Spécificité des cellules intestinales du SRAS-CoV-2
Suite à la génération et à l’infection des organoïdes humains de l’iléon et du côlon, le groupe a noté que seulement 10% environ des cellules seraient infectées, même lorsque des charges virales plus élevées étaient appliquées. On a observé que ces populations discrètes étaient infectées à partir de quatre heures après l’application, augmentant régulièrement au cours de l’expérience de 24 heures, et présentaient des interférons régulés à la hausse λ-2 et -3, tandis que les interférons λ-1 et β-1 étaient inchangés. à partir des niveaux de référence. Au départ, on pensait qu’environ 75% des cellules étaient infectées à 24 heures par séquençage d’ARN. Cependant, une coloration par immunofluorescence parallèle a révélé que la plupart de ces cellules n’étaient pas infectées, les particules virales ou l’ARN viral libre étant plutôt liés à la surface cellulaire ou flottant à proximité. La correction de ces niveaux de fond d’ARN lié a permis au groupe de s’assurer que seulement 4,5% et 5,3% des cellules du côlon et de l’iléon étaient réellement infectées, respectivement.

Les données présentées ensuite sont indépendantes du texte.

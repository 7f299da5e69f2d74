//! Voxel-grid downsampling for point clouds.
//!
//! Reduces point count by replacing every occupied voxel with the centroid
//! of the points that fall into it.

use std::collections::HashMap;

use crate::core::types::{Point3D, PointCloud3D};

/// Configuration for voxel downsampling.
#[derive(Debug, Clone, Copy)]
pub struct VoxelDownsamplerConfig {
    /// Edge length of the cubic voxel.
    ///
    /// A non-positive or non-finite value disables downsampling.
    /// Default: 0.1
    pub leaf_size: f32,
}

impl Default for VoxelDownsamplerConfig {
    fn default() -> Self {
        Self { leaf_size: 0.1 }
    }
}

/// Voxel-grid downsampler.
///
/// Voxel keys are `floor(coord / leaf_size)` per axis. Output points are
/// emitted in ascending key order so results are deterministic regardless
/// of input order.
#[derive(Debug, Clone)]
pub struct VoxelDownsampler {
    config: VoxelDownsamplerConfig,
}

type VoxelKey = (i64, i64, i64);

impl VoxelDownsampler {
    /// Create a new downsampler with the given configuration.
    pub fn new(config: VoxelDownsamplerConfig) -> Self {
        Self { config }
    }

    /// Downsampler with a given leaf size.
    pub fn with_leaf_size(leaf_size: f32) -> Self {
        Self::new(VoxelDownsamplerConfig { leaf_size })
    }

    /// Get the current configuration.
    pub fn config(&self) -> &VoxelDownsamplerConfig {
        &self.config
    }

    #[inline]
    fn key(&self, p: &Point3D) -> VoxelKey {
        let inv = 1.0 / self.config.leaf_size as f64;
        (
            (p.x as f64 * inv).floor() as i64,
            (p.y as f64 * inv).floor() as i64,
            (p.z as f64 * inv).floor() as i64,
        )
    }

    /// Apply voxel downsampling, returning a new cloud.
    pub fn apply(&self, cloud: &PointCloud3D) -> PointCloud3D {
        let leaf = self.config.leaf_size;
        if cloud.is_empty() || !leaf.is_finite() || leaf <= 0.0 {
            return cloud.clone();
        }

        // Per voxel: running f64 sums and count
        let mut voxels: HashMap<VoxelKey, ([f64; 3], u32)> = HashMap::new();
        for p in cloud.iter() {
            if !p.is_finite() {
                continue;
            }
            let entry = voxels.entry(self.key(p)).or_insert(([0.0; 3], 0));
            entry.0[0] += p.x as f64;
            entry.0[1] += p.y as f64;
            entry.0[2] += p.z as f64;
            entry.1 += 1;
        }

        let mut cells: Vec<(VoxelKey, ([f64; 3], u32))> = voxels.into_iter().collect();
        cells.sort_unstable_by_key(|(key, _)| *key);

        cells
            .into_iter()
            .map(|(_, (sum, count))| {
                let n = count as f64;
                Point3D::new(
                    (sum[0] / n) as f32,
                    (sum[1] / n) as f32,
                    (sum[2] / n) as f32,
                )
            })
            .collect()
    }

    /// Downsample in place.
    pub fn apply_in_place(&self, cloud: &mut PointCloud3D) {
        *cloud = self.apply(cloud);
    }
}

impl Default for VoxelDownsampler {
    fn default() -> Self {
        Self::new(VoxelDownsamplerConfig::default())
    }
}
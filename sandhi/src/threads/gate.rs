//! Per-frame merge gate.
//!
//! Decides, exactly once, whether a frame merges into the model or is
//! abandoned by a timeout. The worker and the merging thread race on a
//! single compare-and-swap; whoever wins decides the frame's fate.

use std::sync::atomic::{AtomicU8, Ordering};

const PENDING: u8 = 0;
const MERGING: u8 = 1;
const CANCELLED: u8 = 2;

/// Observable state of a [`MergeGate`].
#[derive(Debug, Clone, Copy, PartialEq, Eq)]
pub enum GateState {
    /// Neither merged nor cancelled yet.
    Pending,
    /// A merge has been claimed; the frame will land in the model.
    Merging,
    /// The frame was abandoned; it must never merge.
    Cancelled,
}

/// One-shot merge/cancel decision shared between a worker and its helper.
#[derive(Debug, Default)]
pub struct MergeGate {
    state: AtomicU8,
}

impl MergeGate {
    pub fn new() -> Self {
        Self::default()
    }

    /// Claim the merge. Returns false if the frame was already cancelled.
    pub fn try_begin_merge(&self) -> bool {
        self.state
            .compare_exchange(PENDING, MERGING, Ordering::AcqRel, Ordering::Acquire)
            .is_ok()
    }

    /// Abandon the frame. Returns false if a merge was already claimed.
    pub fn try_cancel(&self) -> bool {
        self.state
            .compare_exchange(PENDING, CANCELLED, Ordering::AcqRel, Ordering::Acquire)
            .is_ok()
    }

    /// True once the frame has been abandoned.
    pub fn is_cancelled(&self) -> bool {
        self.state() == GateState::Cancelled
    }

    pub fn state(&self) -> GateState {
        match self.state.load(Ordering::Acquire) {
            PENDING => GateState::Pending,
            MERGING => GateState::Merging,
            _ => GateState::Cancelled,
        }
    }
}

#[cfg(test)]
mod tests {
    use super::*;
    use std::sync::Arc;
    use std::thread;

    #[test]
    fn test_merge_then_cancel() {
        let gate = MergeGate::new();
        assert_eq!(gate.state(), GateState::Pending);
        assert!(gate.try_begin_merge());
        assert!(!gate.try_cancel());
        assert_eq!(gate.state(), GateState::Merging);
    }

    #[test]
    fn test_cancel_then_merge() {
        let gate = MergeGate::new();
        assert!(gate.try_cancel());
        assert!(!gate.try_begin_merge());
        assert_eq!(gate.state(), GateState::Cancelled);
        assert!(gate.is_cancelled());
    }

    #[test]
    fn test_exactly_one_winner_under_contention() {
        for _ in 0..100 {
            let gate = Arc::new(MergeGate::new());
            let g1 = Arc::clone(&gate);
            let g2 = Arc::clone(&gate);
            let merger = thread::spawn(move || g1.try_begin_merge());
            let canceller = thread::spawn(move || g2.try_cancel());
            let merged = merger.join().unwrap();
            let cancelled = canceller.join().unwrap();
            assert!(merged ^ cancelled);
        }
    }
}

Les organoïdes de l’iléon et du côlon étaient composés de huit et neuf populations principales de cellules, respectivement. Les deux étaient composés de cellules souches, de cellules d’amplification transitoire, d’entérocytes et de cellules entéroendocrines, l’iléon portant une proportion plus importante de cellules caliciformes. Surtout, ces ratios et le regroupement des cellules se sont avérés cohérents avec les biopsies de ces organes prélevés sur des patients COVID-19, permettant d’étudier le tropisme cellulaire du SRAS-CoV-2 dans des conditions représentatives.
Les entérocytes immatures 2 étaient les cellules les plus systématiquement infectées dans les deux organoïdes, les cellules amplificatrices transitoires étant des cibles secondaires, infectées seulement à 24 heures dans l’organoïde iléon. Fait intéressant, parmi toutes les cellules incluses dans les organoïdes, les entérocytes immatures 2 ne présentent pas les niveaux les plus élevés du récepteur ACE2. Les entérocytes immatures 1 présentent le récepteur de manière significativement plus fréquente et ne semblent pas être particulièrement sensibles à l’infection par le SRAS-CoV-2. TMPRSS2 est une protéase cellulaire essentielle à la fusion de l’enveloppe du SRAS-CoV-2 avec la membrane hôte. Il a été noté que cette protéine était en abondance dans les cellules d’entérocyte 2 immatures, la concentration étant en corrélation avec le nombre de copies du génome du SRAS-CoV-2 dans les cellules infectées. Le groupe émet l’hypothèse que cette protéine pourrait jouer un rôle plus important qu’on ne le soupçonnait auparavant, dépassant peut-être le récepteur ACE2 en importance.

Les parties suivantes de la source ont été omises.